Exactly as they appear below, repeat the lines from the one with "pub async fn clean_candidates(&self, policy: CleanPolicy)" through the one with "nothing is touched.", and no others.

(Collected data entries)
• • • • • • •
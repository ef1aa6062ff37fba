//! Removal of models by age or wholesale

use super::index::IndexEntry;
use super::manager::ModelStorage;
use crate::error::Result;
use chrono::{DateTime, Duration, Utc};
use serde::Serialize;

#[derive(Debug, Clone, Copy, PartialEq, Eq, Serialize)]
#[serde(tag = "policy", content = "days", rename_all = "snake_case")]
pub enum CleanPolicy {
    /// Every downloaded model
    All,
    /// Models neither used nor downloaded within this many days
    UnusedFor(u32),
}

impl CleanPolicy {
    pub fn selects(&self, entry: &IndexEntry, now: DateTime<Utc>) -> bool {
        match self {
            Self::All => true,
            // A cutoff before the earliest representable time selects nothing
            Self::UnusedFor(days) => Duration::try_days(i64::from(*days))
                .and_then(|age| now.checked_sub_signed(age))
                .is_some_and(|cutoff| entry.last_activity() < cutoff),
        }
    }
}

#[derive(Debug, Clone, PartialEq, Eq, Serialize)]
pub struct CleanedModel {
    pub source: String,
    pub model_id: String,
    pub size_bytes: u64,
}

impl From<&IndexEntry> for CleanedModel {
    fn from(entry: &IndexEntry) -> Self {
        Self {
            source: entry.source.clone(),
            model_id: entry.model_id.clone(),
            size_bytes: entry.size_bytes,
        }
    }
}

#[derive(Debug, Clone, PartialEq, Eq, Serialize)]
pub struct CleanFailure {
    pub source: String,
    pub model_id: String,
    pub error: String,
}

#[derive(Debug, Clone, Default, PartialEq, Eq, Serialize)]
pub struct CleanReport {
    pub dry_run: bool,
    /// Models selected by the policy
    pub candidates: Vec<CleanedModel>,
    /// Models actually removed; empty on a dry run
    pub removed: Vec<CleanedModel>,
    pub failures: Vec<CleanFailure>,
    pub freed_bytes: u64,
}

impl CleanReport {
    pub fn candidate_bytes(&self) -> u64 {
        self.candidates.iter().map(|c| c.size_bytes).sum()
    }
}

impl ModelStorage {
    /// Models the policy would remove right now
    pub async fn clean_candidates(&self, policy: CleanPolicy) -> Result<Vec<IndexEntry>> {
        self.refresh().await?;
        let now = Utc::now();
        Ok(self
            .list(None)
            .await
            .into_iter()
            .filter(|e| policy.selects(e, now))
            .collect())
    }

    /// Remove every model selected by `policy`
    ///
    /// A model that fails to delete is recorded in the report and does not stop the
    /// rest. With `dry_run` nothing is touched.
    pub async fn clean(&self, policy: CleanPolicy, dry_run: bool) -> Result<CleanReport> {
        let candidates = self.clean_candidates(policy).await?;

        let mut report = CleanReport {
            dry_run,
            candidates: candidates.iter().map(CleanedModel::from).collect(),
            ..Default::default()
        };

        if dry_run {
            tracing::info!(
                candidates = report.candidates.len(),
                bytes = report.candidate_bytes(),
                "Clean dry run"
            );
            return Ok(report);
        }

        for entry in &candidates {
            match self.delete(&entry.source, &entry.model_id).await {
                Ok(true) => {
                    report.freed_bytes += entry.size_bytes;
                    report.removed.push(CleanedModel::from(entry));
                }
                // Removed concurrently by someone else
                Ok(false) => {}
                Err(e) => {
                    tracing::warn!(key = %entry.key(), error = %e, "Failed to clean model");
                    report.failures.push(CleanFailure {
                        source: entry.source.clone(),
                        model_id: entry.model_id.clone(),
                        error: e.to_string(),
                    });
                }
            }
        }

        tracing::info!(
            removed = report.removed.len(),
            failed = report.failures.len(),
            freed_bytes = report.freed_bytes,
            "Clean complete"
        );

        Ok(report)
    }
}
• • • • • • •
> WRITTEN ANSWER:
    pub async fn clean_candidates(&self, policy: CleanPolicy) -> Result<Vec<IndexEntry>> {
        self.refresh().await?;
        let now = Utc::now();
        Ok(self
            .list(None)
            .await
            .into_iter()
            .filter(|e| policy.selects(e, now))
            .collect())
    }

    /// Remove every model selected by `policy`
    ///
    /// A model that fails to delete is recorded in the report and does not stop the
    /// rest. With `dry_run` nothing is touched.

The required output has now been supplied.